* _WORK ORDER_: If a line in the listing below contains "ChannelError", return that line.

Segment Open

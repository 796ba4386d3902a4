//! Publishes alerts and self-monitoring notifications.
//!
//! `dispatch` makes exactly one publish attempt per call and never retries;
//! the caller decides how a failure is escalated. `notify` never fails.

use crate::core::{Alert, Publisher};
use crate::formatting::{self, AlertFormatter, ChangeAlertFormatter};
use crate::notification::channel::{ChannelError, ChannelSet, NotificationChannel, Severity};
use std::sync::Arc;
use thiserror::Error;
use tracing::{error, info, instrument, warn};

#[derive(Debug, Error)]
pub enum DispatchError {
    /// The channel's region could not be resolved; nothing was published.
    #[error("unresolvable notification channel: {0}")]
    UnresolvableChannel(#[from] ChannelError),

    /// The notification transport rejected or failed the publish.
    #[error("publish failed: {0:#}")]
    PublishFailed(#[source] anyhow::Error),
}

pub struct Dispatcher {
    publisher: Arc<dyn Publisher>,
    formatter: Box<dyn AlertFormatter>,
    channels: ChannelSet,
}

impl Dispatcher {
    pub fn new(publisher: Arc<dyn Publisher>, channels: ChannelSet) -> Self {
        Self {
            publisher,
            formatter: Box::new(ChangeAlertFormatter),
            channels,
        }
    }

    pub fn channels(&self) -> &ChannelSet {
        &self.channels
    }

    /// Publishes `alert` to `channel`, returning the transport's message id.
    #[instrument(skip_all, fields(event_name = %alert.event_name, topic = %channel.topic_arn))]
    pub async fn dispatch(
        &self,
        alert: &Alert,
        channel: &NotificationChannel,
    ) -> Result<String, DispatchError> {
        let resolved = channel.resolve()?;
        let subject = self.formatter.subject(alert);
        let body = self.formatter.body(alert);

        let message_id = self
            .publisher
            .publish(&resolved.region, &resolved.topic_arn, &subject, &body)
            .await
            .map_err(DispatchError::PublishFailed)?;

        info!(%message_id, region = %resolved.region, "Published change alert.");
        Ok(message_id)
    }

    /// Sends a self-monitoring notification on the channel for `severity`.
    ///
    /// Failures are logged and swallowed.
    #[instrument(skip(self, text))]
    pub async fn notify(&self, severity: Severity, function_label: &str, text: &str) {
        let channel = self.channels.for_severity(severity);
        info!(
            "Sending {} notification to {}: {}",
            severity.as_lowercase(),
            channel.topic_arn,
            text
        );

        let resolved = match channel.resolve() {
            Ok(resolved) => resolved,
            Err(e) => {
                error!(error = %e, "Cannot send {} notification.", severity.as_lowercase());
                metrics::counter!("self_notifications_total", "severity" => severity.as_lowercase(), "status" => "unresolvable").increment(1);
                return;
            }
        };
        if resolved.severity != severity {
            warn!(
                "No {} channel configured, using the {} channel.",
                severity.as_lowercase(),
                resolved.severity.as_lowercase()
            );
        }

        let (subject, body) = formatting::self_notification(severity, function_label, text);
        match self
            .publisher
            .publish(&resolved.region, &resolved.topic_arn, &subject, &body)
            .await
        {
            Ok(_) => {
                metrics::counter!("self_notifications_total", "severity" => severity.as_lowercase(), "status" => "sent").increment(1);
            }
            Err(e) => {
                error!("SNS:Publish failed: {:#}", e);
                metrics::counter!("self_notifications_total", "severity" => severity.as_lowercase(), "status" => "failed").increment(1);
            }
        }
    }
}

Segment Closed

* _SOLUTION_:
use crate::notification::channel::{ChannelError, ChannelSet, NotificationChannel, Severity};
    UnresolvableChannel(#[from] ChannelError),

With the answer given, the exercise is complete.